NPRL2 Il plasmide di attivazione CRISPR (h) fornisce un approccio mirato e non distruttivo per sovraregolare l'espressione endogena di NPRL2 senza alterare la sequenza di DNA sottostante.
NPRL2 Il plasmide di attivazione CRISPR (h) è un sistema SAM (mediatore di attivazione sinergico) a tre plasmidi progettato per la sovraregolazione trascrizionale altamente efficiente e sito-specifica del locus NPRL2 nelle linee cellulari umane. Il sistema è costruito attorno a una Cas9 cataliticamente inattiva (dCas9) che porta due mutazioni inattivanti (D10A e N863A) che eliminano l'attività nucleasica preservando al contempo il legame con il DNA. Questa dCas9 è fusa con VP64, un potente attivatore trascrizionale, ed è coespressa con un gene di resistenza alla blasticidina per la selezione. Il secondo plasmide codifica la proteina di fusione MS2-p65-HSF1, un complesso attivatore secondario che agisce in sinergia con dCas9-VP64, insieme a un gene di resistenza all'igromicina. Il terzo plasmide codifica un sgRNA specifico per il bersaglio di 20 nt fuso a due aptameri di RNA MS2 che reclutano il complesso MS2-p65-HSF1 nel sito di attivazione, accompagnato da un gene di resistenza alla puromicina. I tre plasmidi vengono somministrati in un rapporto di massa 1:1:1 per un'espressione bilanciata di tutti i componenti del sistema.

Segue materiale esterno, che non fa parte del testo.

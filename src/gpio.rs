// Copyright (c) 2026 Pegasus Heavy Industries LLC
// Licensed under the MIT License

//! Software PWM on a Raspberry Pi GPIO pin.
//!
//! Used for BCM pins without a hardware PWM channel. The pulse train is
//! generated by a background thread owned by the pin, so it only lasts as
//! long as the handle does.

use crate::actuator::{Actuator, PWM_FULL_SCALE};
use crate::error::ActuatorError;
use rppal::gpio::{Gpio, OutputPin};
use std::fmt;
use std::future::Future;

/// Highest BCM pin on the 40-pin header.
pub const MAX_BCM_PIN: u8 = 27;

/// pigpio's default software PWM frequency.
pub const DEFAULT_FREQUENCY_HZ: f64 = 800.0;

/// Fraction of the period the pin is high for a 0-255 duty.
pub fn duty_fraction(duty: u8) -> f64 {
    f64::from(duty) / f64::from(PWM_FULL_SCALE)
}

/// A GPIO pin driven with software PWM.
pub struct GpioPwm {
    id: String,
    pin: OutputPin,
    frequency_hz: f64,
    park_duty: u8,
    released: bool,
}

impl GpioPwm {
    /// Claim BCM `pin` as an output, driven low until the first duty write.
    pub fn open(pin: u8, frequency_hz: f64, park_duty: u8) -> Result<Self, ActuatorError> {
        let gpio_err = |source| ActuatorError::Gpio { pin, source };
        let mut output = Gpio::new().map_err(gpio_err)?.get(pin).map_err(gpio_err)?.into_output_low();
        // Drop handles parking itself
        output.set_reset_on_drop(false);

        let id = format!("gpio{pin}");
        log::info!("Acquired {id} with software PWM at {frequency_hz} Hz");
        Ok(Self {
            id,
            pin: output,
            frequency_hz,
            park_duty,
            released: false,
        })
    }

    pub fn id(&self) -> &str {
        &self.id
    }

    fn write(&mut self, duty: u8) -> Result<(), ActuatorError> {
        let pin = self.pin.pin();
        self.pin
            .set_pwm_frequency(self.frequency_hz, duty_fraction(duty))
            .map_err(|source| ActuatorError::Gpio { pin, source })
    }

    fn stop(&mut self, level_high: bool) -> Result<(), ActuatorError> {
        let pin = self.pin.pin();
        self.pin
            .clear_pwm()
            .map_err(|source| ActuatorError::Gpio { pin, source })?;
        if level_high {
            self.pin.set_high();
        } else {
            self.pin.set_low();
        }
        Ok(())
    }
}

impl fmt::Debug for GpioPwm {
    fn fmt(&self, f: &mut fmt::Formatter<'_>) -> fmt::Result {
        f.debug_struct("GpioPwm")
            .field("id", &self.id)
            .field("frequency_hz", &self.frequency_hz)
            .field("park_duty", &self.park_duty)
            .field("released", &self.released)
            .finish_non_exhaustive()
    }
}

impl Actuator for GpioPwm {
    fn set_duty(&mut self, duty: u8) -> impl Future<Output = Result<(), ActuatorError>> + Send {
        std::future::ready(self.write(duty))
    }

    fn release(mut self) -> impl Future<Output = Result<(), ActuatorError>> + Send {
        self.released = true;
        let result = self.stop(false);
        if result.is_ok() {
            log::info!("Stopped PWM on {}", self.id);
        }
        std::future::ready(result)
    }
}

impl Drop for GpioPwm {
    fn drop(&mut self) {
        if self.released {
            return;
        }
        // The pulse thread dies with the handle, so a non-zero park duty
        // can only be held as a steady high level.
        let high = self.park_duty > 0;
        log::warn!(
            "{} dropped without release, parking {}",
            self.id,
            if high { "high" } else { "low" }
        );
        if let Err(e) = self.stop(high) {
            log::error!("Failed to park {}: {e}", self.id);
        }
    }
}
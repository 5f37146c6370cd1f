// Copyright (c) 2026 Pegasus Heavy Industries LLC
// Licensed under the MIT License

//! The sampling and actuation loop.
//!
//! Each tick reads the temperature, decides through two gates whether the
//! fan needs a new duty, and writes it. The hysteresis gate limits how often
//! the duty is recomputed; the actuation gate limits how often the output is
//! actually written, since a recompute can land on the duty already set.
//!
//! The controller owns the actuator from [`Controller::new`] until
//! [`Controller::shutdown`], which always parks the fan at `duty_min` and
//! releases the output exactly once.

use crate::actuator::Actuator;
use crate::config::ControlSettings;
use crate::error::{ActuatorError, SensorError};
use crate::sensor::TemperatureSource;
use std::future::Future;
use std::pin::pin;
use std::time::Duration;
use tokio::time;

/// Lifecycle of a [`Controller`].
#[derive(Debug, Clone, Copy, PartialEq, Eq)]
pub enum Phase {
    /// Output acquired, nothing written yet.
    Uninitialized,
    /// Initial write done; ticks are being taken.
    Running,
    /// Stop requested or output lost; the final write and release are in progress.
    ShuttingDown,
    /// Output released. No further writes are possible.
    Stopped,
}

/// Decision state carried from one tick to the next.
#[derive(Debug, Clone, Copy, Default, PartialEq)]
pub struct LoopState {
    /// Last duty successfully written to the output.
    pub last_commanded_duty: Option<u8>,
    /// Temperature at which that duty was chosen. Stays anchored until the
    /// next write, however far individual readings drift in between.
    pub last_reference_temp: Option<f64>,
}

/// What a single tick did.
#[derive(Debug)]
pub enum TickOutcome {
    /// No reading this tick.
    Unavailable(SensorError),
    /// Reading inside the hysteresis band; duty not recomputed.
    Held { temp_c: f64 },
    /// Recomputed duty equals the one already set.
    Unchanged { temp_c: f64, duty: u8 },
    /// New duty written.
    Actuated { temp_c: f64, duty: u8 },
    /// Write failed; the loop carries on.
    WriteFailed(ActuatorError),
    /// The output is gone; the loop must stop.
    Lost(ActuatorError),
}

/// Why [`Controller::run`] returned.
#[derive(Debug, Clone, Copy, PartialEq, Eq)]
pub enum StopReason {
    /// The shutdown future completed.
    Requested,
    /// The output became unusable.
    ActuatorLost,
}

pub struct Controller<S, A> {
    settings: ControlSettings,
    source: S,
    actuator: Option<A>,
    state: LoopState,
    phase: Phase,
}

impl<S: TemperatureSource, A: Actuator> Controller<S, A> {
    /// Take ownership of an acquired actuator. Nothing is written until
    /// [`start`](Self::start).
    pub fn new(settings: ControlSettings, source: S, actuator: A) -> Self {
        Self {
            settings,
            source,
            actuator: Some(actuator),
            state: LoopState::default(),
            phase: Phase::Uninitialized,
        }
    }

    pub fn phase(&self) -> Phase {
        self.phase
    }

    pub fn state(&self) -> LoopState {
        self.state
    }

    /// Force the output to `duty_min` and enter [`Phase::Running`].
    ///
    /// If the first write fails the actuator is released and the controller
    /// stops; there is no known output state to run from.
    pub async fn start(&mut self) -> Result<(), ActuatorError> {
        let duty_min = self.settings.curve.duty_min();
        let result = match self.actuator.as_mut() {
            Some(actuator) => write_duty(actuator, duty_min, self.settings.io_timeout).await,
            None => Err(ActuatorError::Released),
        };

        if let Err(e) = result {
            log::error!("Failed to set initial duty {duty_min}: {e}");
            self.release().await;
            self.phase = Phase::Stopped;
            return Err(e);
        }

        self.state = LoopState {
            last_commanded_duty: Some(duty_min),
            last_reference_temp: None,
        };
        self.phase = Phase::Running;
        log::info!("PWM fan controller started at duty {duty_min}");
        Ok(())
    }

    /// Run one read / decide / write cycle.
    pub async fn tick(&mut self) -> TickOutcome {
        let temp_c = match self.read_temperature().await {
            Ok(t) => t,
            Err(e) => {
                log::debug!("Temperature unavailable, skipping tick: {e}");
                return TickOutcome::Unavailable(e);
            }
        };

        if !self.outside_band(temp_c) {
            log::debug!("Temp: {temp_c:.1}°C within hysteresis band, holding");
            return TickOutcome::Held { temp_c };
        }

        let duty = self.settings.curve.duty_for(temp_c);
        if self.state.last_commanded_duty == Some(duty) {
            log::debug!("Temp: {temp_c:.1}°C -> duty unchanged ({duty})");
            return TickOutcome::Unchanged { temp_c, duty };
        }

        let result = match self.actuator.as_mut() {
            Some(actuator) => write_duty(actuator, duty, self.settings.io_timeout).await,
            None => Err(ActuatorError::Released),
        };
        match result {
            Ok(()) => {
                self.state.last_commanded_duty = Some(duty);
                self.state.last_reference_temp = Some(temp_c);
                log::info!("Temp: {temp_c:.1}°C -> duty set to {duty}");
                TickOutcome::Actuated { temp_c, duty }
            }
            Err(e) if e.is_unrecoverable() => {
                log::error!("Lost output while setting duty {duty}: {e}");
                TickOutcome::Lost(e)
            }
            Err(e) => {
                log::error!("Failed to set duty {duty}: {e}");
                TickOutcome::WriteFailed(e)
            }
        }
    }

    /// Tick every poll interval until `shutdown` completes or the output is
    /// lost, then shut down.
    ///
    /// `shutdown` is checked before every tick, so a stop request takes
    /// effect within one poll interval. Starts the controller first if
    /// [`start`](Self::start) has not been called.
    pub async fn run<F>(&mut self, shutdown: F) -> Result<StopReason, ActuatorError>
    where
        F: Future<Output = ()>,
    {
        if self.phase == Phase::Uninitialized {
            self.start().await?;
        }

        let mut shutdown = pin!(shutdown);
        let mut wait = Duration::ZERO;
        let reason = loop {
            tokio::select! {
                biased;
                () = &mut shutdown => break StopReason::Requested,
                () = time::sleep(wait) => {}
            }

            if let TickOutcome::Lost(_) = self.tick().await {
                break StopReason::ActuatorLost;
            }
            wait = self.settings.poll_interval;
        };

        self.shutdown().await;
        Ok(reason)
    }

    /// Park the fan at `duty_min` and release the output.
    ///
    /// A failed final write is logged, not returned. Calling this again
    /// after the controller has stopped does nothing.
    pub async fn shutdown(&mut self) {
        if self.phase == Phase::Stopped {
            return;
        }
        self.phase = Phase::ShuttingDown;

        let duty_min = self.settings.curve.duty_min();
        if let Some(actuator) = self.actuator.as_mut() {
            log::info!("Setting fan duty to {duty_min} before exiting");
            match write_duty(actuator, duty_min, self.settings.io_timeout).await {
                Ok(()) => self.state.last_commanded_duty = Some(duty_min),
                Err(e) => log::error!("Error parking fan during shutdown: {e}"),
            }
        }

        self.release().await;
        self.phase = Phase::Stopped;
        log::info!("Fan controller stopped");
    }

    async fn read_temperature(&mut self) -> Result<f64, SensorError> {
        let limit = self.settings.io_timeout;
        time::timeout(limit, self.source.read())
            .await
            .unwrap_or(Err(SensorError::Timeout(limit)))
    }

    fn outside_band(&self, temp_c: f64) -> bool {
        match self.state.last_reference_temp {
            None => true,
            Some(reference) => {
                let half_band = millidegrees(self.settings.hysteresis_band / 2.0);
                millidegrees((temp_c - reference).abs()) >= half_band
            }
        }
    }

    async fn release(&mut self) {
        let Some(actuator) = self.actuator.take() else {
            return;
        };
        match time::timeout(self.settings.io_timeout, actuator.release()).await {
            Ok(Ok(())) => log::info!("Output released"),
            Ok(Err(e)) => log::error!("Error releasing output: {e}"),
            Err(_) => log::error!("Releasing output timed out"),
        }
    }
}

/// Whole millidegrees, the resolution sysfs reports temperatures in.
fn millidegrees(celsius: f64) -> i64 {
    (celsius * 1000.0).round() as i64
}

async fn write_duty<A: Actuator>(actuator: &mut A, duty: u8, limit: Duration) -> Result<(), ActuatorError> {
    time::timeout(limit, actuator.set_duty(duty))
        .await
        .unwrap_or(Err(ActuatorError::Timeout(limit)))
}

Una volta assemblato nel locus bersaglio, il complesso SAM si lega a circa 200 bp a monte del sito di inizio della trascrizione NPRL2, dove VP64, p65 e HSF1 agiscono in modo concertato per reclutare il machinery trascrizionale e guidare la sovraregolazione dell'espressione endogena di NPRL2. A differenza della Cas9 con attività nucleasica, dCas9 non introduce rotture a doppio filamento né modifica la sequenza genomica, preservando il locus NPRL2 nativo e consentendo lo studio delle risposte trascrizionali dipendenti da NPRL2 nel locus endogeno, rendendolo uno strumento prezioso per studi funzionali, l'identificazione di geni bersaglio e la modellizzazione del ripristino della via NPRL2 nelle cellule tumorali con espressione di NPRL2 silenziata o ridotta.
Solo per uso di ricerca. Non destinato a uso diagnostico o terapeutico.